The research presented in this dissertation aimed to characterize the microbial metabolism involved in the integrated crop-livestock system with a broader goal of manipulating these to improve sustainable agriculture. We focused on two systems that are widely used in the United States, and employed bioinformatic analysis of a genetic marker for this purpose.

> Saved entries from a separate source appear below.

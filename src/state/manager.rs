//! Central application state with change events and bounded undo

use std::collections::VecDeque;
use std::fmt;
use std::rc::Rc;

use super::app_state::{AppState, StateKey, StatePatch, ToolRef};
use crate::config::StateConfig;
use crate::core::events::{Event, EventBus, ListenerId};
use crate::items::{Item, ItemId};

#[derive(Debug, Clone, Copy, PartialEq, Eq, Hash)]
pub enum StateEventKind {
    Changed,
    KeyChanged(StateKey),
    ItemAdded,
    ItemRemoved,
    ItemsCleared,
    DayNightToggled,
    Restored,
    Imported,
    Reset,
}

impl fmt::Display for StateEventKind {
    fn fmt(&self, f: &mut fmt::Formatter<'_>) -> fmt::Result {
        match self {
            StateEventKind::Changed => f.write_str("state:changed"),
            StateEventKind::KeyChanged(key) => write!(f, "state:{}:changed", key),
            StateEventKind::ItemAdded => f.write_str("item:added"),
            StateEventKind::ItemRemoved => f.write_str("item:removed"),
            StateEventKind::ItemsCleared => f.write_str("items:cleared"),
            StateEventKind::DayNightToggled => f.write_str("daynight:toggled"),
            StateEventKind::Restored => f.write_str("state:restored"),
            StateEventKind::Imported => f.write_str("state:imported"),
            StateEventKind::Reset => f.write_str("state:reset"),
        }
    }
}

/// Notifications published by [`GameStateManager`]
///
/// Snapshots are shared, so holding on to one is cheap and it never changes
/// underneath the listener.
#[derive(Debug, Clone)]
pub enum StateEvent {
    Changed {
        current: Rc<AppState>,
        previous: Rc<AppState>,
    },
    /// One top-level field changed; read it from the two snapshots
    KeyChanged {
        key: StateKey,
        current: Rc<AppState>,
        previous: Rc<AppState>,
    },
    ItemAdded(Item),
    ItemRemoved(Item),
    /// Everything that was placed before the clear
    ItemsCleared(Vec<Item>),
    DayNightToggled { is_night: bool },
    Restored(Rc<AppState>),
    Imported(Rc<AppState>),
    Reset,
}

impl Event for StateEvent {
    type Kind = StateEventKind;

    fn kind(&self) -> StateEventKind {
        match self {
            StateEvent::Changed { .. } => StateEventKind::Changed,
            StateEvent::KeyChanged { key, .. } => StateEventKind::KeyChanged(*key),
            StateEvent::ItemAdded(_) => StateEventKind::ItemAdded,
            StateEvent::ItemRemoved(_) => StateEventKind::ItemRemoved,
            StateEvent::ItemsCleared(_) => StateEventKind::ItemsCleared,
            StateEvent::DayNightToggled { .. } => StateEventKind::DayNightToggled,
            StateEvent::Restored(_) => StateEventKind::Restored,
            StateEvent::Imported(_) => StateEventKind::Imported,
            StateEvent::Reset => StateEventKind::Reset,
        }
    }
}

/// Owns the one [`AppState`] record
///
/// Every mutation through [`set_state`](Self::set_state) replaces the record
/// wholesale and pushes the previous one onto a bounded history, so undo
/// always restores a complete state.
pub struct GameStateManager {
    state: Rc<AppState>,
    history: VecDeque<Rc<AppState>>,
    capacity: usize,
    events: EventBus<StateEvent>,
}

impl GameStateManager {
    pub fn new(config: &StateConfig) -> Self {
        Self::with_capacity(config.history_capacity)
    }

    pub fn with_capacity(capacity: usize) -> Self {
        Self {
            state: Rc::new(AppState::default()),
            history: VecDeque::with_capacity(capacity),
            capacity,
            events: EventBus::new(),
        }
    }

    pub fn on<F>(&mut self, kind: StateEventKind, handler: F) -> ListenerId
    where
        F: FnMut(&StateEvent) -> anyhow::Result<()> + 'static,
    {
        self.events.on(kind, handler)
    }

    pub fn once<F>(&mut self, kind: StateEventKind, handler: F) -> ListenerId
    where
        F: FnMut(&StateEvent) -> anyhow::Result<()> + 'static,
    {
        self.events.once(kind, handler)
    }

    pub fn off(&mut self, kind: StateEventKind, id: Option<ListenerId>) -> usize {
        self.events.off(kind, id)
    }

    pub fn state(&self) -> &AppState {
        &self.state
    }

    /// Independent copy of the current state
    pub fn get_state(&self) -> AppState {
        (*self.state).clone()
    }

    pub fn snapshot(&self) -> Rc<AppState> {
        Rc::clone(&self.state)
    }

    /// Merges `patch` into the state and records the previous state
    ///
    /// # Returns
    /// Keys whose value changed; a `state:<key>:changed` event fired for each
    pub fn set_state(&mut self, patch: StatePatch) -> Vec<StateKey> {
        let (next, changed) = self.state.merged(patch);
        let previous = std::mem::replace(&mut self.state, Rc::new(next));
        self.push_history(Rc::clone(&previous));

        let current = Rc::clone(&self.state);
        self.events.emit(&StateEvent::Changed {
            current: Rc::clone(&current),
            previous: Rc::clone(&previous),
        });
        for &key in &changed {
            self.events.emit(&StateEvent::KeyChanged {
                key,
                current: Rc::clone(&current),
                previous: Rc::clone(&previous),
            });
        }
        changed
    }

    fn push_history(&mut self, snapshot: Rc<AppState>) {
        if self.capacity == 0 {
            return;
        }
        while self.history.len() >= self.capacity {
            self.history.pop_front();
        }
        self.history.push_back(snapshot);
    }

    pub fn selected_tool(&self) -> Option<&ToolRef> {
        self.state.selected_tool.as_ref()
    }

    pub fn set_selected_tool(&mut self, tool: Option<ToolRef>) {
        self.set_state(StatePatch::new().selected_tool(tool));
    }

    pub fn placed_items(&self) -> &[Item] {
        &self.state.placed_items
    }

    /// In-place access for per-frame updates such as tweens and lamp lights
    ///
    /// Does not record history or emit events. Snapshots already taken keep
    /// their own copies.
    pub fn placed_items_mut(&mut self) -> &mut [Item] {
        &mut Rc::make_mut(&mut self.state).placed_items
    }

    /// Appends `item`; an item whose id is already placed is rejected
    pub fn add_item(&mut self, item: Item) -> bool {
        if self.state.item(item.id()).is_some() {
            log::warn!("Item {} is already placed", item.id());
            return false;
        }

        let mut items = self.state.placed_items.clone();
        items.push(item.clone());
        self.set_state(StatePatch::new().placed_items(items));
        self.events.emit(&StateEvent::ItemAdded(item));
        true
    }

    pub fn remove_item(&mut self, id: &ItemId) -> Option<Item> {
        let index = self.state.placed_items.iter().position(|item| item.id() == id)?;

        let mut items = self.state.placed_items.clone();
        let removed = items.remove(index);
        self.set_state(StatePatch::new().placed_items(items));
        self.events.emit(&StateEvent::ItemRemoved(removed.clone()));
        Some(removed)
    }

    /// Empties the garden, emitting one `items:cleared` with the prior list
    pub fn clear_all_items(&mut self) -> Vec<Item> {
        let cleared = self.state.placed_items.clone();
        self.set_state(StatePatch::new().placed_items(Vec::new()));
        self.events.emit(&StateEvent::ItemsCleared(cleared.clone()));
        cleared
    }

    pub fn is_night_mode(&self) -> bool {
        self.state.is_night_mode
    }

    /// # Returns
    /// The new night-mode flag
    pub fn toggle_day_night(&mut self) -> bool {
        let is_night = !self.state.is_night_mode;
        self.set_state(StatePatch::new().night_mode(is_night));
        self.events.emit(&StateEvent::DayNightToggled { is_night });
        is_night
    }

    pub fn set_loading(&mut self, loading: bool) {
        self.set_state(StatePatch::new().loading(loading));
    }

    pub fn set_tutorial_visible(&mut self, visible: bool) {
        self.set_state(StatePatch::new().tutorial_visible(visible));
    }

    pub fn can_undo(&self) -> bool {
        !self.history.is_empty()
    }

    pub fn history_len(&self) -> usize {
        self.history.len()
    }

    pub fn history_capacity(&self) -> usize {
        self.capacity
    }

    /// Restores the most recent snapshot without recording a new one
    pub fn undo(&mut self) -> bool {
        let Some(snapshot) = self.history.pop_back() else {
            return false;
        };
        self.state = snapshot;
        self.events.emit(&StateEvent::Restored(Rc::clone(&self.state)));
        true
    }

    /// Back to a fresh garden with the loading screen already dismissed
    pub fn reset(&mut self) {
        self.state = Rc::new(AppState {
            is_loading: false,
            ..AppState::default()
        });
        self.history.clear();
        self.events.emit(&StateEvent::Reset);
    }

    pub(crate) fn emit(&mut self, event: StateEvent) -> usize {
        self.events.emit(&event)
    }
}

impl Default for GameStateManager {
    fn default() -> Self {
        Self::new(&StateConfig::default())
    }
}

In our first system, we characterized the rumen microbiomes of beef cattle grazing alternately on KY-31 tall fescue, a major grass used in Virginia that carry a toxin-producing fungi, and nontoxic MaxQ tall fescue pasture, to understand how these cultivars shape the rumen microbiome and identify potential microbial species capable of degrading the toxin for better feed utilization. We found that KY-31 grazing remodeled the rumen microbiome substantially, especially affecting microbes responsible for degrading cellulose and starch. Some of these communities lingered once developed, and a different microbial population surfaced upon transfer to MaxQ. Several potential toxin-degrading bacteria were also identified.
In our second system, we studied the microbiome composition and associated transformation pathways mediating nitrogen loss in two dairy manure storage systems, the clay-lined Earthen Pit (EP) and aboveground concrete storage tank (CS), to develop strategies to minimize these losses. We first develop a catalog of the archaea and bacteria that were present in the manure samples collected from several locations and depths of the storages based on a genetic marker. Then, we inferred the respective metabolic capabilities and developed schemes for nitrogen and carbon transformation pathways operating at various locations of EP and CS. Our results showed that the stored manure microbiome exhibited more location-to-location variation in EP compared to CS. Oxygen exposure, continuous addition of fresh manure, and the presence of crust at the storage surface gave rise to these unique populations. With regards to nitrogen transformation, the microbiomes in both storages had the potential to generate ammonia but lacked the organisms for oxidizing it to nitrate and further to gaseous compounds. However, microbial conversion of nitrate to gaseous N2, NO, and N2O seemed possible. These observations showcased that ammonia is stable during storage. Nitrate, on the other hand, can be converted into volatile nitrogen compounds via various processes. Thus, it is imperative to limit the level of nitrate in manure prior to placement in the storage, which is potentially originating from oxidative processes occurring on the barn floor.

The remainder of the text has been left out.